HTS kayıtlarında adı geçen Adnan Daylan, Mücahit Kutlu ve Hasan Umur’un çocuk ve yakınları benim öğrencimdi. Yapılan görüşmeler öğrenci öğretmen ilişkisi kapsamında çocukların velileri ile yapılmıştır. Levent Sönmez’in AFAD’da uzman olduğunu bilirim. Okulda gerçekleştirilen acil yardım semineri kapsamında görüşmelerim olmuştu. Benim Sızıntı dergisine aboneliğim bulunmamaktadır. İki adet abonelik bilgisinde yanlışlıklar bulunmaktadır. Adres bilgisi eksiktir. Eşim adına olanda isim yanlıştır. Eşimin adı yalnızca Zehra’dır. Belgelerin bilgim haricimde oluşturulduğunu düşünüyorum.

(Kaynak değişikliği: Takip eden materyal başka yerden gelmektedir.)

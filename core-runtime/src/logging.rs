//! # Logging & Tracing Infrastructure
//!
//! Structured logging with the `tracing` crate:
//! - pretty, JSON and compact output
//! - per-crate filtering through `EnvFilter`
//! - redaction of credential-looking fields and URL query strings
//! - optional forwarding of every event to a host [`LoggerSink`]
//!
//! ## Usage
//!
//! ```ignore
//! use core_runtime::logging::{init_logging, LogFormat, LoggingConfig};
//! use bridge_traits::time::{ConsoleLogger, LogLevel};
//! use std::sync::Arc;
//!
//! #[tokio::main]
//! async fn main() {
//!     let config = LoggingConfig::default()
//!         .with_format(LogFormat::Pretty)
//!         .with_level(LogLevel::Debug)
//!         .with_logger_sink(Arc::new(ConsoleLogger::default()));
//!
//!     init_logging(config).expect("Failed to initialize logging");
//!     tracing::info!("Catalog client started");
//! }
//! ```
//!
//! ## LoggerSink integration
//!
//! When a sink is configured, each event that survives filtering is also
//! converted to a [`LogEntry`] and handed to the sink. With redaction on
//! (the default), fields whose names look like credentials are replaced with
//! `[REDACTED]` before they leave the process.

use crate::error::{Error, Result};

use bridge_traits::time::{LogEntry, LogLevel, LoggerSink};
use core_async::runtime;

use std::collections::HashMap;
use std::fmt;
use std::io;
use std::sync::Arc;

use tracing::field::{Field, Visit};
use tracing::{Event, Subscriber};
use tracing_subscriber::{
    filter::EnvFilter,
    layer::{Context, SubscriberExt},
    registry::LookupSpan,
    util::SubscriberInitExt,
    Layer,
};

/// Crates whose events follow the configured level. Everything else is
/// held at `warn`.
const WORKSPACE_TARGETS: &[&str] = &[
    "catalog_workspace",
    "core_runtime",
    "core_auth",
    "core_catalog",
    "core_service",
    "bridge_traits",
    "bridge_desktop",
];

const NOISY_DEPENDENCIES: &[&str] = &["h2", "hyper", "hyper_util", "reqwest", "rustls"];

/// Log output format
#[derive(Debug, Clone, Copy, PartialEq, Eq)]
pub enum LogFormat {
    /// Human-readable pretty format with colors
    Pretty,
    /// Structured JSON format for machine parsing
    Json,
    /// Single-line format
    Compact,
}

impl Default for LogFormat {
    fn default() -> Self {
        #[cfg(debug_assertions)]
        return Self::Pretty;

        #[cfg(not(debug_assertions))]
        return Self::Json;
    }
}

/// Logging configuration
#[derive(Clone)]
pub struct LoggingConfig {
    pub format: LogFormat,
    /// Minimum level for workspace crates
    pub level: LogLevel,
    /// Redact credential-looking fields in forwarded entries
    pub redact_pii: bool,
    /// Custom filter string (e.g., "core_auth=debug,core_catalog=trace").
    /// Replaces the generated per-crate filter entirely.
    pub filter: Option<String>,
    pub logger_sink: Option<Arc<dyn LoggerSink>>,
    /// Emit span open/close events and span context
    pub enable_spans: bool,
    pub display_target: bool,
    pub display_thread_info: bool,
}

impl Default for LoggingConfig {
    fn default() -> Self {
        Self {
            format: LogFormat::default(),
            level: LogLevel::Info,
            redact_pii: true,
            filter: None,
            logger_sink: None,
            enable_spans: true,
            display_target: true,
            display_thread_info: false,
        }
    }
}

impl LoggingConfig {
    pub fn with_format(mut self, format: LogFormat) -> Self {
        self.format = format;
        self
    }

    pub fn with_level(mut self, level: LogLevel) -> Self {
        self.level = level;
        self
    }

    pub fn with_pii_redaction(mut self, redact: bool) -> Self {
        self.redact_pii = redact;
        self
    }

    pub fn with_filter(mut self, filter: impl Into<String>) -> Self {
        self.filter = Some(filter.into());
        self
    }

    pub fn with_logger_sink(mut self, sink: Arc<dyn LoggerSink>) -> Self {
        self.logger_sink = Some(sink);
        self
    }

    pub fn with_spans(mut self, enable: bool) -> Self {
        self.enable_spans = enable;
        self
    }

    pub fn with_target(mut self, display: bool) -> Self {
        self.display_target = display;
        self
    }

    pub fn with_thread_info(mut self, display: bool) -> Self {
        self.display_thread_info = display;
        self
    }
}

/// Install the global subscriber. Call once at startup.
///
/// # Errors
///
/// - `Error::Config` if the filter string does not parse
/// - `Error::Logging` if a global subscriber is already installed
pub fn init_logging(config: LoggingConfig) -> Result<()> {
    let filter = build_filter(&config)?;
    let sink_layer = LoggerSinkLayer::new(config.logger_sink.clone(), config.redact_pii);

    tracing_subscriber::registry()
        .with(filter)
        .with(build_fmt_layer(&config))
        .with(sink_layer)
        .try_init()
        .map_err(|e| Error::Logging(e.to_string()))
}

fn level_directive(level: LogLevel) -> &'static str {
    match level {
        LogLevel::Trace => "trace",
        LogLevel::Debug => "debug",
        LogLevel::Info => "info",
        LogLevel::Warn => "warn",
        LogLevel::Error => "error",
    }
}

fn build_filter(config: &LoggingConfig) -> Result<EnvFilter> {
    let filter_string = match &config.filter {
        Some(custom) => custom.clone(),
        None => {
            let level = level_directive(config.level);
            let mut directives = vec!["warn".to_string()];
            directives.extend(
                WORKSPACE_TARGETS
                    .iter()
                    .map(|target| format!("{}={}", target, level)),
            );
            directives.extend(
                NOISY_DEPENDENCIES
                    .iter()
                    .map(|target| format!("{}=warn", target)),
            );
            directives.join(",")
        }
    };

    EnvFilter::try_new(filter_string)
        .map_err(|e| Error::Config(format!("Invalid log filter: {}", e)))
}

fn build_fmt_layer<S>(config: &LoggingConfig) -> Box<dyn Layer<S> + Send + Sync>
where
    S: Subscriber + for<'a> LookupSpan<'a> + Send + Sync + 'static,
{
    use tracing_subscriber::fmt::format::FmtSpan;

    let span_events = if config.enable_spans {
        FmtSpan::NEW | FmtSpan::CLOSE
    } else {
        FmtSpan::NONE
    };

    match config.format {
        LogFormat::Pretty => tracing_subscriber::fmt::layer()
            .pretty()
            .with_target(config.display_target)
            .with_thread_ids(config.display_thread_info)
            .with_thread_names(config.display_thread_info)
            .with_span_events(span_events)
            .with_writer(io::stdout)
            .boxed(),
        LogFormat::Json => tracing_subscriber::fmt::layer()
            .json()
            .flatten_event(true)
            .with_current_span(config.enable_spans)
            .with_span_list(config.enable_spans)
            .with_target(config.display_target)
            .with_thread_ids(config.display_thread_info)
            .with_thread_names(config.display_thread_info)
            .with_writer(io::stdout)
            .boxed(),
        LogFormat::Compact => tracing_subscriber::fmt::layer()
            .compact()
            .with_target(config.display_target)
            .with_thread_ids(config.display_thread_info)
            .with_thread_names(config.display_thread_info)
            .with_writer(io::stdout)
            .boxed(),
    }
}

/// Layer that forwards events to a `LoggerSink` implementation.
struct LoggerSinkLayer {
    sink: Option<Arc<dyn LoggerSink>>,
    redact: bool,
}

impl LoggerSinkLayer {
    fn new(sink: Option<Arc<dyn LoggerSink>>, redact: bool) -> Self {
        Self { sink, redact }
    }
}

impl<S> Layer<S> for LoggerSinkLayer
where
    S: Subscriber + for<'a> LookupSpan<'a>,
{
    fn on_event(&self, event: &Event<'_>, ctx: Context<'_, S>) {
        let Some(sink) = self.sink.as_ref() else {
            return;
        };

        let metadata = event.metadata();
        let level = tracing_level_to_log_level(*metadata.level());

        if level < sink.min_level() {
            return;
        }

        let mut visitor = SinkVisitor::new(self.redact);
        event.record(&mut visitor);

        let message = visitor
            .message
            .unwrap_or_else(|| metadata.name().to_string());

        let mut entry = LogEntry::new(level, metadata.target(), message);
        entry.fields = visitor.fields;

        if let Some(span) = ctx.lookup_current() {
            entry.span_id = Some(span.name().to_string());
        }

        let sink = Arc::clone(sink);

        if let Ok(handle) = runtime::Handle::try_current() {
            handle.spawn(async move {
                if let Err(err) = sink.log(entry).await {
                    eprintln!("LoggerSink error: {}", err);
                }
            });
            return;
        }

        match runtime::block_on(async move { sink.log(entry).await }) {
            Ok(Ok(())) => {}
            Ok(Err(err)) => eprintln!("LoggerSink error: {}", err),
            Err(err) => eprintln!("LoggerSink runtime unavailable: {}", err),
        }
    }
}

struct SinkVisitor {
    redact: bool,
    message: Option<String>,
    fields: HashMap<String, String>,
}

impl SinkVisitor {
    fn new(redact: bool) -> Self {
        Self {
            redact,
            message: None,
            fields: HashMap::new(),
        }
    }

    fn record_value(&mut self, field: &Field, value: String) {
        if field.name() == "message" {
            self.message = Some(value);
            return;
        }

        let value = if self.redact {
            redact_if_sensitive(field.name(), &value)
        } else {
            value
        };
        self.fields.insert(field.name().to_string(), value);
    }
}

impl Visit for SinkVisitor {
    fn record_str(&mut self, field: &Field, value: &str) {
        self.record_value(field, value.to_string());
    }

    fn record_i64(&mut self, field: &Field, value: i64) {
        self.record_value(field, value.to_string());
    }

    fn record_u64(&mut self, field: &Field, value: u64) {
        self.record_value(field, value.to_string());
    }

    fn record_bool(&mut self, field: &Field, value: bool) {
        self.record_value(field, value.to_string());
    }

    fn record_f64(&mut self, field: &Field, value: f64) {
        self.record_value(field, value.to_string());
    }

    fn record_error(&mut self, field: &Field, value: &(dyn std::error::Error + 'static)) {
        self.record_value(field, value.to_string());
    }

    fn record_debug(&mut self, field: &Field, value: &dyn fmt::Debug) {
        self.record_value(field, format!("{:?}", value));
    }
}

fn tracing_level_to_log_level(level: tracing::Level) -> LogLevel {
    match level {
        tracing::Level::TRACE => LogLevel::Trace,
        tracing::Level::DEBUG => LogLevel::Debug,
        tracing::Level::INFO => LogLevel::Info,
        tracing::Level::WARN => LogLevel::Warn,
        tracing::Level::ERROR => LogLevel::Error,
    }
}

/// Redact a field value when its name suggests a credential, and mask the
/// local part of anything that looks like an email address.
///
/// ```ignore
/// use core_runtime::logging::redact_if_sensitive;
///
/// tracing::debug!(code = %redact_if_sensitive("code", code), "Exchanging callback");
/// ```
pub fn redact_if_sensitive(field_name: &str, value: &str) -> String {
    const SENSITIVE_FIELDS: &[&str] = &[
        "token",
        "password",
        "secret",
        "api_key",
        "authorization",
        "bearer",
    ];
    // OAuth callback parameters; matched exactly so `status_code` survives.
    const SENSITIVE_EXACT: &[&str] = &["code", "state"];

    let field_lower = field_name.to_lowercase();
    if SENSITIVE_FIELDS.iter().any(|&f| field_lower.contains(f))
        || SENSITIVE_EXACT.contains(&field_lower.as_str())
    {
        return "[REDACTED]".to_string();
    }

    match value.find('@') {
        Some(at_pos) if value[at_pos..].contains('.') => {
            format!("{}***@[REDACTED]", &value[..1.min(at_pos)])
        }
        _ => value.to_string(),
    }
}

/// Drop the query string and fragment from a URL before logging it.
///
/// Callback URLs carry the OAuth `code`/`state` pair and follow-up page links
/// may embed credentials, so URLs are logged by path only.
///
/// ```ignore
/// use core_runtime::logging::strip_query;
///
/// tracing::debug!(url = %strip_query(&request.url), "Fetching page");
/// ```
pub fn strip_query(url: &str) -> &str {
    let end = url.find(['?', '#']).unwrap_or(url.len());
    &url[..end]
}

“SADECE ÖĞRETMENLİK MESLEĞİNİ İCRA ETTİM”

Ben bahsedilen okullarda çalışan bir öğretmenim. Sadece öğretmenlik mesleğini icra etmeye çalıştım. Örgüt üyesi yetiştirdiğimi veya örgüt propagandası yaptığıma dair tespit ve iddia bulunmamaktadır. Terör örgütüne müzahir olduğu belirlenen okullarda çalışmış olmam nedeniyle örgüt üyesi olarak suçlanmayı kabul etmiyorum. Uzun süredir tutukluyum. Maddi gelirimiz yoktur. Ailenin yardımlarıyla ayakta durmaktayız. Bir an önce tahliye ve beratımı talep ediyorum.  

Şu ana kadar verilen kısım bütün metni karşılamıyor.